В Петербурге к тому времени и еще нашлись заступники за о. Феодора и о. Льва, притом весьма серьезные: архимандриты Филарет (Дроздов) и Иннокентий (Смирнов), будущие великие святители. Им удалось переубедить владыку Амвросия; когда же пришло и донесение о. Илариона, митрополит окончательно уверился в невиновности старцев и очень расстроился, что едва не совершил огромную несправедливость. Вызвав игумена Иннокентия с Валаама в Петербург, владыка грозно выговорил ему: «По твоей милости я чуть было не осудил людей, лучших нас с тобой»[12] – и приказал впредь всячески покоить старцев, пригрозив даже, что в случае их жалобы о. Иннокентий будет смещен.
Словом, все устроилось хорошо… Вот только о. Феодор и преподобный Лев, как истинные монахи, давшие обет послушания настоятелю, совершенно не хотели такого исхода; не было в том никакой правды для них, да и о. Иннокентия искушать так горько не хотели, прекрасно зная, что он человек хороший, к тому же уже глубокий старец (ему было далеко за семьдесят), очень много сил вложивший в родную для него Валаамскую обитель.
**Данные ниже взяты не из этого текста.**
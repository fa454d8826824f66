use crate::tuning::Tuning;
use serde::{Deserialize, Serialize};

fn default_schema_version() -> u32 {
    1
}

#[derive(Debug, Clone, Serialize, Deserialize)]
pub struct UpstreamConfig {
    /// Base URL of the provider API (quota charged to `api_key`).
    pub direct_base_url: String,
    /// Base URL of the caching intermediary.
    pub mediated_base_url: String,
    pub api_key: String,
    /// Private-access token for restricted profiles.
    pub session_key: Option<String>,
    /// Entries requested per history fetch.
    pub history_limit: u32,
    pub request_timeout_ms: u64,
}

impl Default for UpstreamConfig {
    fn default() -> Self {
        Self {
            direct_base_url: "https://ws.audioscrobbler.com/2.0".to_string(),
            mediated_base_url: "https://example.invalid/api/listening".to_string(),
            api_key: "YOUR_API_KEY".to_string(),
            session_key: None,
            history_limit: 10,
            request_timeout_ms: 8_000,
        }
    }
}

#[derive(Debug, Clone, Serialize, Deserialize)]
pub struct ConfigIntervals {
    /// Facet refresh cadence while the progress clock is running.
    pub facet_refresh_ms: u64,
    pub file_watch_poll_ms: u64,
}

impl Default for ConfigIntervals {
    fn default() -> Self {
        Self {
            facet_refresh_ms: 1_000,
            file_watch_poll_ms: 10_000,
        }
    }
}

#[derive(Debug, Clone, Serialize, Deserialize)]
pub struct AppConfig {
    #[serde(default = "default_schema_version")]
    pub schema_version: u32,
    /// The one tracked identity; one engine instance per user.
    pub username: String,
    pub upstream: UpstreamConfig,
    pub intervals: ConfigIntervals,
    #[serde(default)]
    pub tuning: Tuning,
    pub log_level: String,
}

impl Default for AppConfig {
    fn default() -> Self {
        Self {
            schema_version: default_schema_version(),
            username: "YOUR_USERNAME".to_string(),
            upstream: UpstreamConfig::default(),
            intervals: ConfigIntervals::default(),
            tuning: Tuning::default(),
            log_level: "info".to_string(),
        }
    }
}
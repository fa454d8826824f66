use anyhow::{Context, Result};
use clap::{Parser, Subcommand};
use std::path::{Path, PathBuf};
use std::sync::Arc;
use std::time::{Duration, Instant};
use tokio::sync::mpsc;
use tokio::time::MissedTickBehavior;
use tracing::{error, info, warn};
use trackwatch_core::{AccessMode, ActivitySignal, AppConfig, TrackIdentity, TrackSnapshot, Tuning};
use trackwatch_engine::{
    estimate_start_offset, Engine, EngineEvent, PollGate, PollOutcome,
};
use trackwatch_upstream::{HttpClient, RecentTracksApi, UpstreamError};

#[derive(Parser, Debug)]
#[command(
    name = "trackwatch",
    about = "Recent-tracks polling -> playback state engine -> JSON facet"
)]
struct Cli {
    #[command(subcommand)]
    command: Option<Commands>,

    #[arg(long)]
    config: Option<PathBuf>,
}

#[derive(Subcommand, Debug)]
enum Commands {
    Run,
    Doctor,
    Status,
    Config {
        #[command(subcommand)]
        action: ConfigAction,
    },
}

#[derive(Subcommand, Debug)]
enum ConfigAction {
    Init,
}

/// Results of fire-and-forget background fetches, funneled back to the
/// single writer.
enum BackgroundWrite {
    Offset {
        identity: TrackIdentity,
        offset_ms: u64,
    },
    TrackDuration {
        identity: TrackIdentity,
        duration_ms: u64,
    },
}

#[tokio::main]
async fn main() -> Result<()> {
    let cli = Cli::parse();
    let cmd = cli.command.unwrap_or(Commands::Run);
    let cfg_path = cli.config.unwrap_or_else(default_config_path);

    match cmd {
        Commands::Config {
            action: ConfigAction::Init,
        } => {
            init_config(&cfg_path)?;
            println!("Initialized config at {}", cfg_path.display());
            Ok(())
        }
        Commands::Doctor => {
            let cfg = load_or_default(&cfg_path)?;
            init_logging(&cfg.log_level);
            doctor(&cfg).await
        }
        Commands::Status => {
            let cfg = load_or_default(&cfg_path)?;
            init_logging(&cfg.log_level);
            status(&cfg).await
        }
        Commands::Run => {
            let cfg = load_or_default(&cfg_path)?;
            init_logging(&cfg.log_level);
            run(cfg, cfg_path).await
        }
    }
}

async fn run(mut cfg: AppConfig, cfg_path: PathBuf) -> Result<()> {
    let mut api = Arc::new(HttpClient::from_config(&cfg.username, &cfg.upstream)?);
    let mut engine = Engine::new(cfg.tuning.clone());

    info!(user = %cfg.username, "trackwatch started");

    // Startup counts as activity so the first polls use the responsive
    // tiers instead of the idle one.
    engine.record_activity(ActivitySignal::External, Instant::now());

    let (reload_tx, mut reload_rx) = mpsc::channel::<()>(4);
    spawn_reload_watchers(
        cfg_path.clone(),
        cfg.intervals.file_watch_poll_ms,
        reload_tx,
    )
    .await?;

    let (bg_tx, mut bg_rx) = mpsc::channel::<BackgroundWrite>(8);
    let mut activity_rx = spawn_activity_listener()?;

    let mut facet_ticker =
        tokio::time::interval(Duration::from_millis(cfg.intervals.facet_refresh_ms.max(100)));
    facet_ticker.set_missed_tick_behavior(MissedTickBehavior::Skip);

    let mut next_poll_in = Duration::from_secs(0);

    loop {
        tokio::select! {
            _ = tokio::time::sleep(next_poll_in) => {
                let now = Instant::now();
                match engine.begin_poll(now) {
                    PollGate::Skip { retry_in } => {
                        next_poll_in = retry_in;
                    }
                    PollGate::Proceed { mode } => {
                        let outcome = match api.latest_snapshot(mode).await {
                            Ok(snapshot) => PollOutcome::Snapshot(snapshot),
                            Err(err) => PollOutcome::Failed(err),
                        };
                        let out = engine.observe(outcome, Instant::now());
                        next_poll_in = out.next_poll_in;

                        if let Some(track) = out.estimate_for {
                            spawn_estimator(
                                Arc::clone(&api),
                                engine.access_mode(),
                                track,
                                cfg.upstream.history_limit,
                                cfg.tuning.clone(),
                                bg_tx.clone(),
                            );
                        }
                        if let Some((artist, name)) = out.fetch_duration_for {
                            spawn_duration_fetch(
                                Arc::clone(&api),
                                engine.access_mode(),
                                artist,
                                name,
                                bg_tx.clone(),
                            );
                        }

                        if !out.events.is_empty() {
                            for event in &out.events {
                                log_event(event);
                            }
                            emit_facet(&engine);
                        }
                    }
                }
            }
            Some(write) = bg_rx.recv() => {
                let applied = match write {
                    BackgroundWrite::Offset { identity, offset_ms } => {
                        engine.apply_estimated_offset(&identity, offset_ms)
                    }
                    BackgroundWrite::TrackDuration { identity, duration_ms } => {
                        engine.apply_duration(&identity, duration_ms)
                    }
                };
                if applied {
                    emit_facet(&engine);
                }
            }
            _ = facet_ticker.tick(), if engine.ticker_active() => {
                emit_facet(&engine);
            }
            Some(signal) = activity_rx.recv() => {
                engine.record_activity(signal, Instant::now());
            }
            msg = reload_rx.recv() => {
                if msg.is_some() {
                    match load_or_default(&cfg_path) {
                        Ok(new_cfg) => {
                            cfg = new_cfg;
                            engine.update_tuning(cfg.tuning.clone());
                            match HttpClient::from_config(&cfg.username, &cfg.upstream) {
                                Ok(client) => api = Arc::new(client),
                                Err(err) => error!(error = %err, "keeping previous upstream client"),
                            }
                            info!("configuration reloaded");
                            next_poll_in = Duration::from_secs(0);
                        }
                        Err(err) => {
                            error!(error = %err, "failed to reload config");
                        }
                    }
                }
            }
            _ = tokio::signal::ctrl_c() => {
                info!("received ctrl-c; shutting down");
                break;
            }
        }
    }

    Ok(())
}

fn spawn_estimator(
    api: Arc<HttpClient>,
    mode: AccessMode,
    track: TrackSnapshot,
    history_limit: u32,
    tuning: Tuning,
    tx: mpsc::Sender<BackgroundWrite>,
) {
    tokio::spawn(async move {
        let identity = track.identity();
        let offset_ms =
            estimate_start_offset(api.as_ref(), mode, &track, history_limit, &tuning).await;
        let _ = tx.send(BackgroundWrite::Offset { identity, offset_ms }).await;
    });
}

fn spawn_duration_fetch(
    api: Arc<HttpClient>,
    mode: AccessMode,
    artist: String,
    name: String,
    tx: mpsc::Sender<BackgroundWrite>,
) {
    tokio::spawn(async move {
        match api.track_duration(mode, &artist, &name).await {
            Ok(Some(duration_ms)) => {
                let identity = TrackIdentity::new(&name, &artist);
                let _ = tx
                    .send(BackgroundWrite::TrackDuration {
                        identity,
                        duration_ms,
                    })
                    .await;
            }
            Ok(None) => {}
            Err(err) => {
                // Non-fatal: the facet falls back to its fixed window.
                warn!(error = %err, %artist, %name, "duration lookup failed");
            }
        }
    });
}

fn log_event(event: &EngineEvent) {
    match event {
        EngineEvent::TrackChanged { identity } => info!(%identity, "now playing"),
        EngineEvent::PlaybackStopped => info!("playback stopped"),
        EngineEvent::Paused => info!("paused"),
        EngineEvent::Resumed => info!("resumed"),
        EngineEvent::SwitchedToMediated => info!("now polling through the mediated endpoint"),
    }
}

fn emit_facet(engine: &Engine) {
    let facet = engine.facet(Instant::now());
    match serde_json::to_string(&facet) {
        Ok(line) => println!("{line}"),
        Err(err) => warn!(error = %err, "failed to serialize facet"),
    }
}

async fn doctor(cfg: &AppConfig) -> Result<()> {
    println!("== trackwatch doctor ==");
    println!("Tracked user: {}", cfg.username);

    let api = HttpClient::from_config(&cfg.username, &cfg.upstream)?;

    for mode in [AccessMode::Direct, AccessMode::Mediated] {
        match api.latest_snapshot(mode).await {
            Ok(Some(track)) => println!(
                "{mode:?} endpoint: reachable ({} - {}{})",
                track.artist_name,
                track.name,
                if track.is_now_playing { ", live" } else { "" }
            ),
            Ok(None) => println!("{mode:?} endpoint: reachable (no recent tracks)"),
            Err(UpstreamError::VisibilityRestricted) => {
                println!("{mode:?} endpoint: visibility restricted")
            }
            Err(err) => println!("{mode:?} endpoint: {err}"),
        }
    }

    Ok(())
}

async fn status(cfg: &AppConfig) -> Result<()> {
    let api = HttpClient::from_config(&cfg.username, &cfg.upstream)?;

    let snapshot = match api.latest_snapshot(AccessMode::Direct).await {
        Err(UpstreamError::VisibilityRestricted) => {
            api.latest_snapshot(AccessMode::Mediated).await?
        }
        other => other?,
    };

    match snapshot {
        Some(track) => {
            println!("track: {} - {}", track.artist_name, track.name);
            if !track.album_name.is_empty() {
                println!("album: {}", track.album_name);
            }
            println!("live: {}", track.is_now_playing);
            if let Some(uts) = track.scrobbled_at_unix {
                println!("scrobbled_at: {uts}");
            }
        }
        None => println!("track: <none>"),
    }

    Ok(())
}

fn default_config_path() -> PathBuf {
    let base = dirs::config_dir().unwrap_or_else(|| PathBuf::from("."));
    base.join("trackwatch").join("config.toml")
}

fn init_config(path: &Path) -> Result<()> {
    if let Some(parent) = path.parent() {
        std::fs::create_dir_all(parent)
            .with_context(|| format!("failed to create config directory {}", parent.display()))?;
    }
    let cfg = AppConfig::default();
    let toml = toml::to_string_pretty(&cfg)?;
    std::fs::write(path, toml)
        .with_context(|| format!("failed to write config file {}", path.display()))?;
    Ok(())
}

fn load_or_default(path: &Path) -> Result<AppConfig> {
    let mut cfg = if !path.exists() {
        AppConfig::default()
    } else {
        let data = std::fs::read_to_string(path)
            .with_context(|| format!("failed to read {}", path.display()))?;
        toml::from_str(&data).with_context(|| format!("failed to parse {}", path.display()))?
    };
    apply_env_overrides(&mut cfg);
    Ok(cfg)
}

fn init_logging(log_level: &str) {
    let filter = tracing_subscriber::EnvFilter::try_new(log_level)
        .unwrap_or_else(|_| tracing_subscriber::EnvFilter::new("info"));

    let _ = tracing_subscriber::fmt()
        .with_env_filter(filter)
        .with_target(true)
        .with_writer(std::io::stderr)
        .try_init();
}

/// SIGUSR1 is the activity ingestion point: external integrations ping the
/// daemon when the user interacts with whatever is showing the facet.
fn spawn_activity_listener() -> Result<mpsc::Receiver<ActivitySignal>> {
    let (tx, rx) = mpsc::channel::<ActivitySignal>(4);

    #[cfg(unix)]
    {
        use tokio::signal::unix::{signal, SignalKind};
        let mut sig = signal(SignalKind::user_defined1())
            .context("failed to install SIGUSR1 handler")?;
        tokio::spawn(async move {
            while sig.recv().await.is_some() {
                let _ = tx.send(ActivitySignal::External).await;
            }
        });
    }

    #[cfg(not(unix))]
    drop(tx);

    Ok(rx)
}

async fn spawn_reload_watchers(path: PathBuf, poll_ms: u64, tx: mpsc::Sender<()>) -> Result<()> {
    let tx_poll = tx.clone();
    tokio::spawn(async move {
        let mut known_mtime = file_mtime(&path);
        let sleep = Duration::from_millis(poll_ms.max(2_000));
        loop {
            tokio::time::sleep(sleep).await;
            let current = file_mtime(&path);
            if current.is_some() && current != known_mtime {
                known_mtime = current;
                let _ = tx_poll.send(()).await;
            }
        }
    });

    #[cfg(unix)]
    {
        use tokio::signal::unix::{signal, SignalKind};
        let tx_hup = tx.clone();
        tokio::spawn(async move {
            if let Ok(mut sig) = signal(SignalKind::hangup()) {
                while sig.recv().await.is_some() {
                    let _ = tx_hup.send(()).await;
                }
            }
        });
    }

    Ok(())
}

fn file_mtime(path: &Path) -> Option<std::time::SystemTime> {
    std::fs::metadata(path).ok()?.modified().ok()
}

fn apply_env_overrides(cfg: &mut AppConfig) {
    if let Ok(v) = std::env::var("TRACKWATCH_USERNAME") {
        if !v.trim().is_empty() {
            cfg.username = v;
        }
    }
    if let Ok(v) = std::env::var("TRACKWATCH_API_KEY") {
        if !v.trim().is_empty() {
            cfg.upstream.api_key = v;
        }
    }
    if let Ok(v) = std::env::var("TRACKWATCH_SESSION_KEY") {
        if !v.trim().is_empty() {
            cfg.upstream.session_key = Some(v);
        }
    }
    if let Ok(v) = std::env::var("TRACKWATCH_LOG_LEVEL") {
        if !v.trim().is_empty() {
            cfg.log_level = v;
        }
    }
}
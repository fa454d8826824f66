use std::time::{Duration, Instant};
use trackwatch_core::{AccessMode, ActivitySignal, Tuning};

/// Scheduling inputs owned by one engine instance. No ambient globals;
/// everything the cadence policy reads lives here.
#[derive(Debug, Default)]
pub struct SchedulerState {
    last_activity: Option<Instant>,
    last_track_change: Option<Instant>,
    last_request: Option<Instant>,
    consecutive_errors: u32,
    using_mediated: bool,
}

impl SchedulerState {
    pub fn new() -> Self {
        Self::default()
    }

    /// Any interaction signal collapses into a single "last seen" stamp.
    pub fn record_activity(&mut self, _signal: ActivitySignal, now: Instant) {
        self.last_activity = Some(now);
    }

    pub fn note_track_change(&mut self, now: Instant) {
        self.last_track_change = Some(now);
    }

    pub fn access_mode(&self) -> AccessMode {
        if self.using_mediated {
            AccessMode::Mediated
        } else {
            AccessMode::Direct
        }
    }

    /// One-way: once the direct path reports restricted visibility, every
    /// later request goes through the intermediary.
    pub fn latch_mediated(&mut self) -> bool {
        let flipped = !self.using_mediated;
        self.using_mediated = true;
        flipped
    }

    /// False while the minimum inter-request spacing has not elapsed.
    pub fn spacing_ok(&self, now: Instant, tuning: &Tuning) -> bool {
        self.last_request.map_or(true, |at| {
            now.saturating_duration_since(at)
                >= Duration::from_millis(tuning.min_request_spacing_ms)
        })
    }

    pub fn record_request(&mut self, now: Instant) {
        self.last_request = Some(now);
    }

    pub fn record_success(&mut self) {
        self.consecutive_errors = 0;
    }

    /// Backoff delay for this failure, then bump the streak.
    pub fn record_failure(&mut self, tuning: &Tuning) -> Duration {
        let grown =
            tuning.backoff_base_ms as f64 * tuning.backoff_growth.powi(self.consecutive_errors as i32);
        let delay_ms = (grown as u64).min(tuning.backoff_cap_ms);
        self.consecutive_errors = self.consecutive_errors.saturating_add(1);
        Duration::from_millis(delay_ms)
    }

    /// Tier policy, first match wins: recent activity plus a fresh track
    /// change polls fast; recent activity alone polls normal (slow when
    /// nothing is live); lapsed activity polls slow; otherwise idle.
    pub fn cadence_delay(&self, is_live: bool, now: Instant, tuning: &Tuning) -> Duration {
        let since_activity = self
            .last_activity
            .map(|at| now.saturating_duration_since(at));
        let since_change = self
            .last_track_change
            .map(|at| now.saturating_duration_since(at));

        let activity_recent =
            since_activity.is_some_and(|d| d < Duration::from_millis(tuning.activity_recent_ms));
        let activity_idle =
            since_activity.is_some_and(|d| d < Duration::from_millis(tuning.activity_idle_ms));
        let change_recent =
            since_change.is_some_and(|d| d < Duration::from_millis(tuning.track_change_recent_ms));

        let ms = if activity_recent && change_recent {
            tuning.fast_poll_ms
        } else if activity_recent {
            if is_live {
                tuning.normal_poll_ms
            } else {
                tuning.slow_poll_ms
            }
        } else if activity_idle {
            tuning.slow_poll_ms
        } else {
            tuning.idle_poll_ms
        };

        Duration::from_millis(ms)
    }
}

#[cfg(test)]
mod tests {
    use super::SchedulerState;
    use std::time::{Duration, Instant};
    use trackwatch_core::{AccessMode, ActivitySignal, Tuning};

    #[test]
    fn tiers_follow_activity_and_change_recency() {
        let tuning = Tuning::default();
        let now = Instant::now();
        let mut sched = SchedulerState::new();

        // No activity ever: idle.
        assert_eq!(
            sched.cadence_delay(true, now, &tuning),
            Duration::from_millis(tuning.idle_poll_ms)
        );

        sched.record_activity(ActivitySignal::KeyPress, now);
        sched.note_track_change(now);
        assert_eq!(
            sched.cadence_delay(true, now, &tuning),
            Duration::from_millis(tuning.fast_poll_ms)
        );

        // Change recency lapses first.
        let later = now + Duration::from_secs(15);
        assert_eq!(
            sched.cadence_delay(true, later, &tuning),
            Duration::from_millis(tuning.normal_poll_ms)
        );
        assert_eq!(
            sched.cadence_delay(false, later, &tuning),
            Duration::from_millis(tuning.slow_poll_ms)
        );

        // Activity lapses to the idle window.
        let much_later = now + Duration::from_secs(60);
        assert_eq!(
            sched.cadence_delay(true, much_later, &tuning),
            Duration::from_millis(tuning.slow_poll_ms)
        );

        let idle = now + Duration::from_secs(300);
        assert_eq!(
            sched.cadence_delay(true, idle, &tuning),
            Duration::from_millis(tuning.idle_poll_ms)
        );
    }

    #[test]
    fn minimum_spacing_blocks_bursts() {
        let tuning = Tuning::default();
        let now = Instant::now();
        let mut sched = SchedulerState::new();

        assert!(sched.spacing_ok(now, &tuning));
        sched.record_request(now);
        assert!(!sched.spacing_ok(now + Duration::from_millis(200), &tuning));
        assert!(sched.spacing_ok(now + Duration::from_millis(800), &tuning));
    }

    #[test]
    fn backoff_grows_and_resets() {
        let tuning = Tuning::default();
        let mut sched = SchedulerState::new();

        assert_eq!(sched.record_failure(&tuning), Duration::from_millis(2_000));
        assert_eq!(sched.record_failure(&tuning), Duration::from_millis(4_000));
        assert_eq!(sched.record_failure(&tuning), Duration::from_millis(8_000));

        // Capped.
        for _ in 0..10 {
            sched.record_failure(&tuning);
        }
        assert_eq!(
            sched.record_failure(&tuning),
            Duration::from_millis(tuning.backoff_cap_ms)
        );

        sched.record_success();
        assert_eq!(sched.record_failure(&tuning), Duration::from_millis(2_000));
    }

    #[test]
    fn mediated_latch_is_one_way() {
        let mut sched = SchedulerState::new();
        assert_eq!(sched.access_mode(), AccessMode::Direct);

        assert!(sched.latch_mediated());
        assert_eq!(sched.access_mode(), AccessMode::Mediated);

        // Second latch reports no flip and nothing ever reverts it.
        assert!(!sched.latch_mediated());
        sched.record_success();
        assert_eq!(sched.access_mode(), AccessMode::Mediated);
    }
}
И они приняли решение уйти с Валаама; путь их, с благословения митрополита Амвросия, лежал в Александро-Свирский монастырь.
Елена Бутарова
[1] Схиархим. Агапит (Беловидов). Житие оптинского старца Льва. – Козельск, 2017. С.28.
[2] ГАБО. Ф. 7. К. 1. Ед. хр. 31. Л. 9.
[3] Схиархим. Агапит (Беловидов). Цит. изд. С. 28.
[4] Там же. С. 31.
[5] Там же. С. 34–35.
[6] Мон. Екатерина (Филиппова), иеродиак. Онуфрий (Маханов). Варлаам (Давыдов Василий), игум. // Православная энциклопедия [Электронный ресурс]. URL: https://www.pravenc.ru/text/154183.html (дата обращения: 24.10.2025).
[7] Схиархим. Агапит (Беловидов). Цит. изд. С. 35.
[8] Мон. Екатерина (Филиппова), иеродиак. Онуфрий (Маханов). Варлаам (Давыдов Василий), игум. // Православная энциклопедия [Электронный ресурс]. URL: https://www.pravenc.ru/text/154183.html (дата обращения: 24.10.2025).
[9] Схиархим. Агапит (Беловидов). Цит. изд. С. 34.
[10] Там же. С. 37.
[11] Свящ. Александр Берташ. Иларион (Кириллов Иван Андреевич), архим. // Православная энциклопедия [Электронный ресурс]. URL: https://www.pravenc.ru/text/389185.html (дата обращения: 24.10.2025).
[12] Схиархим. Агапит (Беловидов). Цит. изд. С. 38.